Why does maximum likelihood estimation work the way that it does?

Suppose you are trying to maximize the likelihood of i.i.d. data $x_1, x_2, \ldots, x_n$ with p.d.f. $f(x)$ and parameter vector $\theta$.

The joint probability of the data given $\theta$ is $$ f(x_1, x_2, \ldots, x_n | \theta) = \prod_i f(x_i | \theta) $$.

The goal is to find $\theta$ which maximizes the joint probability of $x_1, x_2, \ldots, x_n$. Remember, we don't know $\theta$ yet, but we can being the process of estimating it by defining the likelihood function $$ l(\theta|x_1, x_2, \ldots, x_n) = \prod_i f(x_i | \theta)$$.

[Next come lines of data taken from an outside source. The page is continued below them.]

//! In-memory persistence with an optional JSON snapshot on disk.
//!
//! Mutations only touch memory. When a snapshot path is configured, a
//! background writer serializes the whole store at most once per
//! `SNAPSHOT_DELAY` after a change and replaces the file with
//! write-then-rename through `tokio::fs`.

use std::{
    collections::{BTreeMap, HashSet, VecDeque},
    path::{Path, PathBuf},
    sync::{
        atomic::{AtomicU64, Ordering},
        Arc,
    },
    time::Duration,
};

use async_trait::async_trait;
use chrono::{DateTime, Utc};
use serde::{Deserialize, Serialize};
use tokio::sync::{Mutex, Notify};
use tokio_util::sync::CancellationToken;

use crate::{
    broadcast::RecipientOutcome,
    domain::{ConversationId, JobId},
    model::types::{ChatMessage, ChatRole},
    ports::PersistencePort,
    reminder::{ReminderTarget, ReminderTime},
    stats::Activity,
    utils::iso_timestamp_utc,
    Result,
};

/// Delivery results are kept for this many most recent jobs.
const DELIVERY_JOBS_KEPT: usize = 20;
/// Changes within this window after the first one share a single write.
const SNAPSHOT_DELAY: Duration = Duration::from_millis(500);

#[derive(Clone, Copy, Debug, PartialEq, Eq)]
pub struct HistoryConfig {
    /// Entries sent to the model at most.
    pub max_context: usize,
    /// Entries stored per conversation; the oldest are dropped first.
    pub max_storage: usize,
}

impl Default for HistoryConfig {
    fn default() -> Self {
        Self {
            max_context: 10,
            max_storage: 100,
        }
    }
}

#[derive(Clone, Debug, Serialize, Deserialize)]
struct ConversationRecord {
    active: bool,
    history: VecDeque<ChatMessage>,
    /// Entries visible to the model. `None` means the whole stored history;
    /// forget sets it to zero and every later append widens it by one.
    context_window: Option<usize>,
    #[serde(default)]
    reminder_times: Option<Vec<ReminderTime>>,
    #[serde(default)]
    last_reminded: Option<String>,
}

impl Default for ConversationRecord {
    fn default() -> Self {
        Self {
            active: true,
            history: VecDeque::new(),
            context_window: None,
            reminder_times: None,
            last_reminded: None,
        }
    }
}

#[derive(Clone, Debug, Default, Serialize, Deserialize)]
struct StoreData {
    conversations: BTreeMap<ConversationId, ConversationRecord>,
    deliveries: BTreeMap<JobId, BTreeMap<ConversationId, RecipientOutcome>>,
    /// Jobs in the order their first result arrived; pruning pops the front.
    #[serde(default)]
    job_order: VecDeque<JobId>,
    /// Survives pruning so job ids never repeat.
    #[serde(default)]
    last_job: Option<JobId>,
    saved_at: Option<String>,
    #[serde(skip)]
    dirty: bool,
}

impl StoreData {
    /// Snapshots written before `job_order` existed list jobs by id only.
    fn normalize(&mut self) {
        let deliveries = &self.deliveries;
        self.job_order.retain(|job| deliveries.contains_key(job));
        let known: HashSet<JobId> = self.job_order.iter().copied().collect();
        let missing: Vec<JobId> = deliveries
            .keys()
            .copied()
            .filter(|job| !known.contains(job))
            .collect();
        self.job_order.extend(missing);
        self.last_job = self.last_job.max(self.deliveries.keys().next_back().copied());
    }
}

struct SnapshotFile {
    path: PathBuf,
    data: Arc<Mutex<StoreData>>,
    /// One file write at a time (background writer vs `flush`).
    writing: Mutex<()>,
    writes: AtomicU64,
}

impl SnapshotFile {
    async fn write(&self) -> Result<()> {
        let _writing = self.writing.lock().await;
        let txt = {
            let mut data = self.data.lock().await;
            if !data.dirty {
                return Ok(());
            }
            data.saved_at = Some(iso_timestamp_utc());
            let txt = serde_json::to_string(&*data)?;
            data.dirty = false;
            txt
        };

        if let Err(e) = write_atomically(&self.path, txt).await {
            self.data.lock().await.dirty = true;
            return Err(e);
        }
        let writes = self.writes.fetch_add(1, Ordering::Relaxed) + 1;
        tracing::debug!(path = %self.path.display(), writes, "store snapshot written");
        Ok(())
    }
}

struct Snapshot {
    file: Arc<SnapshotFile>,
    changed: Arc<Notify>,
    stop: CancellationToken,
}

pub struct MemoryStore {
    cfg: HistoryConfig,
    data: Arc<Mutex<StoreData>>,
    snapshot: Option<Snapshot>,
}

impl MemoryStore {
    pub fn new(cfg: HistoryConfig) -> Self {
        Self {
            cfg,
            data: Arc::new(Mutex::new(StoreData::default())),
            snapshot: None,
        }
    }

    /// Open a store backed by a snapshot file. A missing or empty file starts
    /// an empty store.
    ///
    /// Must be called from within a tokio runtime (it starts the writer).
    pub fn open(cfg: HistoryConfig, path: impl Into<PathBuf>) -> Result<Self> {
        let path = path.into();
        let mut data = load_snapshot(&path)?.unwrap_or_default();
        data.normalize();
        tracing::info!(
            path = %path.display(),
            conversations = data.conversations.len(),
            last_job = ?data.last_job.map(|j| j.0),
            "store snapshot loaded"
        );

        let data = Arc::new(Mutex::new(data));
        let file = Arc::new(SnapshotFile {
            path,
            data: data.clone(),
            writing: Mutex::new(()),
            writes: AtomicU64::new(0),
        });
        let changed = Arc::new(Notify::new());
        let stop = CancellationToken::new();
        tokio::spawn(write_on_change(file.clone(), changed.clone(), stop.clone()));

        Ok(Self {
            cfg,
            data,
            snapshot: Some(Snapshot {
                file,
                changed,
                stop,
            }),
        })
    }

    /// Write pending changes now. No-op without a snapshot path.
    pub async fn flush(&self) -> Result<()> {
        match &self.snapshot {
            Some(snapshot) => snapshot.file.write().await,
            None => Ok(()),
        }
    }

    /// Delivery result recorded for `(job, recipient)`, if any.
    pub async fn delivery_result(
        &self,
        job: JobId,
        recipient: ConversationId,
    ) -> Option<RecipientOutcome> {
        let data = self.data.lock().await;
        data.deliveries.get(&job)?.get(&recipient).cloned()
    }

    /// Stored entries for a conversation (not just the model window).
    pub async fn stored_len(&self, id: ConversationId) -> usize {
        let data = self.data.lock().await;
        data.conversations.get(&id).map_or(0, |r| r.history.len())
    }

    /// Mark the data changed and wake the snapshot writer.
    fn touch(&self, data: &mut StoreData) {
        data.dirty = true;
        if let Some(snapshot) = &self.snapshot {
            snapshot.changed.notify_one();
        }
    }
}

impl Drop for MemoryStore {
    fn drop(&mut self) {
        if let Some(snapshot) = &self.snapshot {
            snapshot.stop.cancel();
        }
    }
}

async fn write_on_change(file: Arc<SnapshotFile>, changed: Arc<Notify>, stop: CancellationToken) {
    loop {
        tokio::select! {
          _ = stop.cancelled() => break,
          _ = changed.notified() => {}
        }
        tokio::select! {
          _ = stop.cancelled() => {}
          _ = tokio::time::sleep(SNAPSHOT_DELAY) => {}
        }
        if let Err(e) = file.write().await {
            tracing::warn!(path = %file.path.display(), error = %e, "store snapshot not written");
        }
    }

    if let Err(e) = file.write().await {
        tracing::warn!(path = %file.path.display(), error = %e, "final store snapshot not written");
    }
}

fn parse_timestamp(s: &str) -> Option<DateTime<Utc>> {
    DateTime::parse_from_rfc3339(s)
        .ok()
        .map(|d| d.with_timezone(&Utc))
}

#[async_trait]
impl PersistencePort for MemoryStore {
    async fn upsert_conversation(&self, id: ConversationId) -> Result<()> {
        let mut data = self.data.lock().await;
        match data.conversations.get(&id).map(|r| r.active) {
            Some(true) => return Ok(()),
            Some(false) => tracing::info!(conversation_id = %id, "conversation reactivated"),
            None => tracing::debug!(conversation_id = %id, "new conversation"),
        }
        data.conversations.entry(id).or_default().active = true;
        self.touch(&mut data);
        Ok(())
    }

    async fn deactivate(&self, id: ConversationId) -> Result<()> {
        let mut data = self.data.lock().await;
        let record = data.conversations.entry(id).or_default();
        if !record.active {
            return Ok(());
        }
        record.active = false;
        tracing::info!(conversation_id = %id, "conversation deactivated");
        self.touch(&mut data);
        Ok(())
    }

    async fn list_active_recipients(&self) -> Result<HashSet<ConversationId>> {
        let data = self.data.lock().await;
        Ok(data
            .conversations
            .iter()
            .filter(|(_, r)| r.active)
            .map(|(id, _)| *id)
            .collect())
    }

    async fn record_delivery_result(
        &self,
        job: JobId,
        recipient: ConversationId,
        outcome: &RecipientOutcome,
    ) -> Result<()> {
        let mut data = self.data.lock().await;
        if let Some(existing) = data.deliveries.get(&job).and_then(|r| r.get(&recipient)) {
            if existing != outcome {
                tracing::warn!(
                    job_id = %job,
                    recipient = %recipient,
                    existing = existing.label(),
                    attempted = outcome.label(),
                    "ignoring a second terminal result"
                );
            }
            return Ok(());
        }

        if !data.deliveries.contains_key(&job) {
            data.job_order.push_back(job);
        }
        data.deliveries
            .entry(job)
            .or_default()
            .insert(recipient, outcome.clone());
        data.last_job = data.last_job.max(Some(job));

        while data.job_order.len() > DELIVERY_JOBS_KEPT {
            if let Some(oldest) = data.job_order.pop_front() {
                data.deliveries.remove(&oldest);
            }
        }
        self.touch(&mut data);
        Ok(())
    }

    async fn last_job_id(&self) -> Result<Option<JobId>> {
        let data = self.data.lock().await;
        Ok(data.last_job)
    }

    async fn load_history(&self, id: ConversationId, limit: usize) -> Result<Vec<ChatMessage>> {
        let data = self.data.lock().await;
        let Some(record) = data.conversations.get(&id) else {
            return Ok(Vec::new());
        };

        let window = record.context_window.unwrap_or(usize::MAX);
        let n = limit.min(window).min(record.history.len());
        let skip = record.history.len() - n;
        Ok(record.history.iter().skip(skip).cloned().collect())
    }

    async fn append_history(&self, id: ConversationId, message: ChatMessage) -> Result<()> {
        let mut data = self.data.lock().await;
        let max_storage = self.cfg.max_storage.max(1);
        let record = data.conversations.entry(id).or_default();

        record.history.push_back(message);
        while record.history.len() > max_storage {
            record.history.pop_front();
        }
        if let Some(window) = record.context_window.as_mut() {
            *window += 1;
        }
        self.touch(&mut data);
        Ok(())
    }

    async fn forget(&self, id: ConversationId) -> Result<()> {
        let mut data = self.data.lock().await;
        data.conversations.entry(id).or_default().context_window = Some(0);
        self.touch(&mut data);
        Ok(())
    }

    async fn set_reminder_times(
        &self,
        id: ConversationId,
        times: Option<Vec<ReminderTime>>,
    ) -> Result<()> {
        let mut data = self.data.lock().await;
        data.conversations.entry(id).or_default().reminder_times = times;
        self.touch(&mut data);
        Ok(())
    }

    async fn list_reminder_targets(&self) -> Result<Vec<ReminderTarget>> {
        let data = self.data.lock().await;
        Ok(data
            .conversations
            .iter()
            .filter(|(_, r)| r.active)
            .map(|(id, r)| ReminderTarget {
                id: *id,
                times: r.reminder_times.clone(),
                last_reminded: r.last_reminded.as_deref().and_then(parse_timestamp),
            })
            .collect())
    }

    async fn mark_reminded(&self, id: ConversationId, at: DateTime<Utc>) -> Result<()> {
        let mut data = self.data.lock().await;
        data.conversations.entry(id).or_default().last_reminded = Some(at.to_rfc3339());
        self.touch(&mut data);
        Ok(())
    }

    async fn activity(&self, id: Option<ConversationId>) -> Result<Activity> {
        let data = self.data.lock().await;
        let records: Vec<&ConversationRecord> = match id {
            Some(id) => data.conversations.get(&id).into_iter().collect(),
            None => data.conversations.values().collect(),
        };

        Ok(Activity {
            conversations: records.len(),
            active: records.iter().filter(|r| r.active).count(),
            user_messages: records
                .iter()
                .flat_map(|r| r.history.iter())
                .filter(|m| m.role == ChatRole::User)
                .filter_map(|m| parse_timestamp(&m.timestamp))
                .collect(),
        })
    }
}

fn load_snapshot(path: &Path) -> Result<Option<StoreData>> {
    if !path.exists() {
        return Ok(None);
    }
    let txt = std::fs::read_to_string(path)?;
    if txt.trim().is_empty() {
        return Ok(None);
    }
    let data: StoreData = serde_json::from_str(&txt)?;
    Ok(Some(data))
}

async fn write_atomically(path: &Path, txt: String) -> Result<()> {
    // Write-then-rename so a crash never leaves a truncated snapshot.
    let tmp = path.with_extension("tmp");
    tokio::fs::write(&tmp, txt).await?;
    tokio::fs::rename(&tmp, path).await?;
    Ok(())
}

If you imagine the likelihood function as a unimodal p.d.f., the point which maximizes the likelihood of the data is at the very peak of the hump. We can use calculus to find this point because the maximum of a function has two properties: (1) its derivative is zero and (2) the second derivative is negative, or, $$\frac{\partial}{\partial \theta} l(\theta|x_1, x_2, \ldots, x_n) = 0 $$ and $$ \frac{\partial^2}{\partial \theta^2} l(\theta|x_1, x_2, \ldots, x_n) < 0 $$.

Solving the first order condition for $\theta$ yields a functional form for an estimator maximizing the joint likelihood of the data $x_1, x_2, \ldots, x_n$.

It is good to note these are sufficient conditions for a local maximum. If the p.d.f. is not unimodal as we imagined, then we cannot guarantee our estimate is the maximum likelihood estimator. Generally, numerical methods can be used to explore the likelihood function for a global maximum when its identification is not obvious.